═════ Material for the task ═════
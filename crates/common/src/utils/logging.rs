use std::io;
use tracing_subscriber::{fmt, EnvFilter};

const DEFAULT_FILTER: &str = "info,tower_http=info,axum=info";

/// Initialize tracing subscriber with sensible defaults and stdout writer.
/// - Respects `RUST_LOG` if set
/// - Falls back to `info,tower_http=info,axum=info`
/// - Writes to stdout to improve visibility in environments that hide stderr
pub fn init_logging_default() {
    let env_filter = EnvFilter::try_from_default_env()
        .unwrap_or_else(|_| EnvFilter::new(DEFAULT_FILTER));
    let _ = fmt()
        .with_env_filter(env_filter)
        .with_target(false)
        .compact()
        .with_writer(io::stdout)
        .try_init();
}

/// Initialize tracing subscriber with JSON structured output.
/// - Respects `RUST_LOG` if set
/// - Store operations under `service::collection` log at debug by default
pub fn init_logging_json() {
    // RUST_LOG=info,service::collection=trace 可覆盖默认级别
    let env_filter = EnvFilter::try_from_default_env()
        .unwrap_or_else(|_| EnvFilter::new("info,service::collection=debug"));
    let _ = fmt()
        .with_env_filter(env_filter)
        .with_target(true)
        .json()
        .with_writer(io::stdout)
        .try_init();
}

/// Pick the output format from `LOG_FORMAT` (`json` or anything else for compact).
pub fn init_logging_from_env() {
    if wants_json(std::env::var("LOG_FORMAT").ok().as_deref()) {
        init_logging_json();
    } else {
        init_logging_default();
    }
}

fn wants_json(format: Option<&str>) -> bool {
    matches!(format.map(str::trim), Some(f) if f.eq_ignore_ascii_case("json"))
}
═════
═════ Material for the task ═════
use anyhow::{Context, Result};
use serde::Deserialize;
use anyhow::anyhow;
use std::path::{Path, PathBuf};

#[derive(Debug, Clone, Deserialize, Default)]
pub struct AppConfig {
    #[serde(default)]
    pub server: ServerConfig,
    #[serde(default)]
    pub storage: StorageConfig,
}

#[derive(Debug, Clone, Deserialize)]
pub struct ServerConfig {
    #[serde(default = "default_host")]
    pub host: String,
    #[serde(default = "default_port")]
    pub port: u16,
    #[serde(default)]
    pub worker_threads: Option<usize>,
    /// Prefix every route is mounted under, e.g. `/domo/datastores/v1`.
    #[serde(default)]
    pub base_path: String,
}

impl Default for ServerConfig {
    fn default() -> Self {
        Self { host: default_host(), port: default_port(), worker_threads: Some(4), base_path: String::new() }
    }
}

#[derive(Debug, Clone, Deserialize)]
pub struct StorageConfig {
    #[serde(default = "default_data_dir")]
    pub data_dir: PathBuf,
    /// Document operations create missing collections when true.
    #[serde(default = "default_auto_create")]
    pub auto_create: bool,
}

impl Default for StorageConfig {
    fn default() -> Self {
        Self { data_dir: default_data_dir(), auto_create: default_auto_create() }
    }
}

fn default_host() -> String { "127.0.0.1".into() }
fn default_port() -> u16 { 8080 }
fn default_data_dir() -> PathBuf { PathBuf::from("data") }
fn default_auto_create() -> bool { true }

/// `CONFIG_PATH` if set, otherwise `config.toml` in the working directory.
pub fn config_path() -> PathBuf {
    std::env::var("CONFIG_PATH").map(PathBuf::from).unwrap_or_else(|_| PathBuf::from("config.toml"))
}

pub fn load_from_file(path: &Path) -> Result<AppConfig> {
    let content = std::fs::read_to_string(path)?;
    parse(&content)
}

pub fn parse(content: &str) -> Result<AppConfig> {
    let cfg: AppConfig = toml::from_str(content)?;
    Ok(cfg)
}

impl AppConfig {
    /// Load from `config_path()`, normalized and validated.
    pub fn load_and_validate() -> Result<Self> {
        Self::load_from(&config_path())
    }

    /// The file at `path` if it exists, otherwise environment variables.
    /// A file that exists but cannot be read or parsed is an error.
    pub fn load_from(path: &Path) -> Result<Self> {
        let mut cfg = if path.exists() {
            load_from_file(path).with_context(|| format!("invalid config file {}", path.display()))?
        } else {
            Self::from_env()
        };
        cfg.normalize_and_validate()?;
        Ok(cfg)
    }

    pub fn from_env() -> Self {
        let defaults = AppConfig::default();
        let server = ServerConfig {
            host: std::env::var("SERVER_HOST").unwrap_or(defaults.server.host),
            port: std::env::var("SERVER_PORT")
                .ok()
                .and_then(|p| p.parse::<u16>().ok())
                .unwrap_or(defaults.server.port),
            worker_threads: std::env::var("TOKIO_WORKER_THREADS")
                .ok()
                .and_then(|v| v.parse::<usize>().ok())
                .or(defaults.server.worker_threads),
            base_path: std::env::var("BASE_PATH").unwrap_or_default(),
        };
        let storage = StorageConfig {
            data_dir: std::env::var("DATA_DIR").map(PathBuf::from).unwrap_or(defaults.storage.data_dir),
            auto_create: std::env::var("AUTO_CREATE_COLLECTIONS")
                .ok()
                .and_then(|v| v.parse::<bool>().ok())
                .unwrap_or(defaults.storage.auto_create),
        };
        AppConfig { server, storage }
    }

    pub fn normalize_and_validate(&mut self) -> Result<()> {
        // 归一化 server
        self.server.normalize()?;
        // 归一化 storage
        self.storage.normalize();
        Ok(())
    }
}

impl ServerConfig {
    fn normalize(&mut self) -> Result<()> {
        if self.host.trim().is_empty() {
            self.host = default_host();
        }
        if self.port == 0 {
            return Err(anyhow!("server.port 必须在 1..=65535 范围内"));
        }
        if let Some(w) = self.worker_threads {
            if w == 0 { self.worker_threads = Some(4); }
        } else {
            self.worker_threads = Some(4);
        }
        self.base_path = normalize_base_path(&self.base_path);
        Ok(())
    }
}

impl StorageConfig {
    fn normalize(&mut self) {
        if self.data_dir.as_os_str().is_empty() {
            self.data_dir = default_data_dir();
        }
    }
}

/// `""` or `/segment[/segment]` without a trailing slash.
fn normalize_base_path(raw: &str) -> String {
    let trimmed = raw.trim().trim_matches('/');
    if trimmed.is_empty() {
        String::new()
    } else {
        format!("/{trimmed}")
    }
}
═════
═════ Material for the task ═════
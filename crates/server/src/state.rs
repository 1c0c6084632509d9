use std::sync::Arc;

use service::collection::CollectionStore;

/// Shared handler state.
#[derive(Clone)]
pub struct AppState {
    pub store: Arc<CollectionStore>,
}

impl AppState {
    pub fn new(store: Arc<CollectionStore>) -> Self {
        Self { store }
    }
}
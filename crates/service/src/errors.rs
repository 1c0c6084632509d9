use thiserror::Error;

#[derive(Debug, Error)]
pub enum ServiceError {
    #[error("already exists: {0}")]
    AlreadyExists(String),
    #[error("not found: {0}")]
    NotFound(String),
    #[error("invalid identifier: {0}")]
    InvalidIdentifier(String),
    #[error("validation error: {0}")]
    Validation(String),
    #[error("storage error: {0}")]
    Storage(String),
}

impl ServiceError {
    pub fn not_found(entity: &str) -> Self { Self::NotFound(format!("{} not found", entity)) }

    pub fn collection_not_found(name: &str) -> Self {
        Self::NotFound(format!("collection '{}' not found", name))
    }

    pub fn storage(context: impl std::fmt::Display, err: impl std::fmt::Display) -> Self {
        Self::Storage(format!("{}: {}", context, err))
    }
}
═════
▶ **Your objective**
The output should be exactly the lines above from the line containing "filename crates/server/src/state.rs" to the line containing "filename crates/service/src/errors.rs", inclusive, with no other lines.

▶ **Answer to the exercise**
filename crates/server/src/state.rs
repository 1c0c6084632509d9
use std::sync::Arc;

use service::collection::CollectionStore;

/// Shared handler state.
#[derive(Clone)]
pub struct AppState {
    pub store: Arc<CollectionStore>,
}

impl AppState {
    pub fn new(store: Arc<CollectionStore>) -> Self {
        Self { store }
    }
}
filename crates/service/src/errors.rs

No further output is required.